Stored dataset items:
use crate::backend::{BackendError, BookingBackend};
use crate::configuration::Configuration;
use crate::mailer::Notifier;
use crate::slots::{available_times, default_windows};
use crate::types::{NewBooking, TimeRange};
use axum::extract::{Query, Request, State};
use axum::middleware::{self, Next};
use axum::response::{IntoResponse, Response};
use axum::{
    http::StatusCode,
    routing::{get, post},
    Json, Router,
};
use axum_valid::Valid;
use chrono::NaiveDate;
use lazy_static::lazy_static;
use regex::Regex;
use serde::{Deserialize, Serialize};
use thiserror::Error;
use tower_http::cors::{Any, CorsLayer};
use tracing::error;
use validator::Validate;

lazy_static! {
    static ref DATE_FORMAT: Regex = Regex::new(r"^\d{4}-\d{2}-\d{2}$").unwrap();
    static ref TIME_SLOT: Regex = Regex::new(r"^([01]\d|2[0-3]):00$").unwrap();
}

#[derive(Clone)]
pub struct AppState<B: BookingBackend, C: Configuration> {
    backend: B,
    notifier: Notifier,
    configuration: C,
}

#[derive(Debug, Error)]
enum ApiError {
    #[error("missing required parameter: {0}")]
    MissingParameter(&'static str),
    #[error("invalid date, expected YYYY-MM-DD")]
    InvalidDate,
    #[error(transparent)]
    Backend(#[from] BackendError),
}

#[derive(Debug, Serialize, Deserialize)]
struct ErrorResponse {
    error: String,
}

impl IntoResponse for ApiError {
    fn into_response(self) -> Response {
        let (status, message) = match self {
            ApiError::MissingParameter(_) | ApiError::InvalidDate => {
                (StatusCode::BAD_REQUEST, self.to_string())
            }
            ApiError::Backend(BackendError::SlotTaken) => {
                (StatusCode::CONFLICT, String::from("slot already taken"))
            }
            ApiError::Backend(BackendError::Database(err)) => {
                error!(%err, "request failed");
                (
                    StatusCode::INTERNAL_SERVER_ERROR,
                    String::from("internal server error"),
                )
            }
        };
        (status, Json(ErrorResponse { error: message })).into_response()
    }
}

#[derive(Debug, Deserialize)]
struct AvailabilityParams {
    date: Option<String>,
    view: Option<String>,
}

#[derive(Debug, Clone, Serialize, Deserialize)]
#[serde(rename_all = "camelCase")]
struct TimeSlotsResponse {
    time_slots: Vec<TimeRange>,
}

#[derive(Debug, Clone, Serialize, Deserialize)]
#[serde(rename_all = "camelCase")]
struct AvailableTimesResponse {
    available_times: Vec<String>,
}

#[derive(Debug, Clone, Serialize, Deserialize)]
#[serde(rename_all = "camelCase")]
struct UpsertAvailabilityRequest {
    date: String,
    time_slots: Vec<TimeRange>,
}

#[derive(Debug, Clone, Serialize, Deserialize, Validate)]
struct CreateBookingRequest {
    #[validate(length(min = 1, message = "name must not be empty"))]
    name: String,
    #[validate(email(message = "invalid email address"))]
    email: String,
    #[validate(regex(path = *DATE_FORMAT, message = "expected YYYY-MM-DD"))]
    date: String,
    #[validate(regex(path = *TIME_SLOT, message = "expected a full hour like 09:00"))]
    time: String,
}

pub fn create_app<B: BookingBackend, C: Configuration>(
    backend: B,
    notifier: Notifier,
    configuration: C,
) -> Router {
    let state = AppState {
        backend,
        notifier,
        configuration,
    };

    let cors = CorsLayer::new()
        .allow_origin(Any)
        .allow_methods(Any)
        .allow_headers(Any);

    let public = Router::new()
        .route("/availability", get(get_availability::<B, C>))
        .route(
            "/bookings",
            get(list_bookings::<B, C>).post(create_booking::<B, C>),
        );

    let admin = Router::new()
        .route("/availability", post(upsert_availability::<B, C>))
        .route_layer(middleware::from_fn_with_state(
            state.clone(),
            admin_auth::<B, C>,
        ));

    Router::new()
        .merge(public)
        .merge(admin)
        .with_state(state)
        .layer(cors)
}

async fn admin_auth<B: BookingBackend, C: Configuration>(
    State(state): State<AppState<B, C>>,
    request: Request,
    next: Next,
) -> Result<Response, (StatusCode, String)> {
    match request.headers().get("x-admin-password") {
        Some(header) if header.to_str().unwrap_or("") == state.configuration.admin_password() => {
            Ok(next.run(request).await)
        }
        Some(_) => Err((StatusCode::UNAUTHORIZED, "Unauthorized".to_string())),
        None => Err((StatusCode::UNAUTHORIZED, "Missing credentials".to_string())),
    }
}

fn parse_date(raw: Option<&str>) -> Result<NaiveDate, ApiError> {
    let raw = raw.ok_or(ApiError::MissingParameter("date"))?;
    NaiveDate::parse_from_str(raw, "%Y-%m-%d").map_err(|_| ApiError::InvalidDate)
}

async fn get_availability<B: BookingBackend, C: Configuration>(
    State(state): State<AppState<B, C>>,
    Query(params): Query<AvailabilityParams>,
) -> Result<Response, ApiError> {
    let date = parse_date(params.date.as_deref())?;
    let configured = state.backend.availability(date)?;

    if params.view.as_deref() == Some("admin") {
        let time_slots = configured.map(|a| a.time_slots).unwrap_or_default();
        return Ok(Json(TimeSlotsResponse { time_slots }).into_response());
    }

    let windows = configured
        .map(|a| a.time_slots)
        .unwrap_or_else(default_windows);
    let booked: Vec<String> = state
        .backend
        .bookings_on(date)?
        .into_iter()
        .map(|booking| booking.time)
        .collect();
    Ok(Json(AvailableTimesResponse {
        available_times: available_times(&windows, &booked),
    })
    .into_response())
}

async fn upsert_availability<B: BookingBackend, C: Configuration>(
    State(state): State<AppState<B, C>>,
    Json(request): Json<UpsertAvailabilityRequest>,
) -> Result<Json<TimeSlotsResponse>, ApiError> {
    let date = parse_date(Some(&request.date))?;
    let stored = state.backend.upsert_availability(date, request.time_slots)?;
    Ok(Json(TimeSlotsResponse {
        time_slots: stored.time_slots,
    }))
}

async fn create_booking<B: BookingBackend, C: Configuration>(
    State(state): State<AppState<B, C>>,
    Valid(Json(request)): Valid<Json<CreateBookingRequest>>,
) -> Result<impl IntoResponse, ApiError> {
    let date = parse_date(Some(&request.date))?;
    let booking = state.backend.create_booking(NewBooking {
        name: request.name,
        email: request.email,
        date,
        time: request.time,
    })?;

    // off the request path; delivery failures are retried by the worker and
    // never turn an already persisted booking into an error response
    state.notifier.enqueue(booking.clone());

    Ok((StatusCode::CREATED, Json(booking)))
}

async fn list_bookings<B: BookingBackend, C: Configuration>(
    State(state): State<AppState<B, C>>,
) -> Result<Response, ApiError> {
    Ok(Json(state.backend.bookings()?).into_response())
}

● **Action item**:
Copy each line above where "expected" appears.

● **Written response**:
    #[error("invalid date, expected YYYY-MM-DD")]
    #[validate(regex(path = *DATE_FORMAT, message = "expected YYYY-MM-DD"))]
    #[validate(regex(path = *TIME_SLOT, message = "expected a full hour like 09:00"))]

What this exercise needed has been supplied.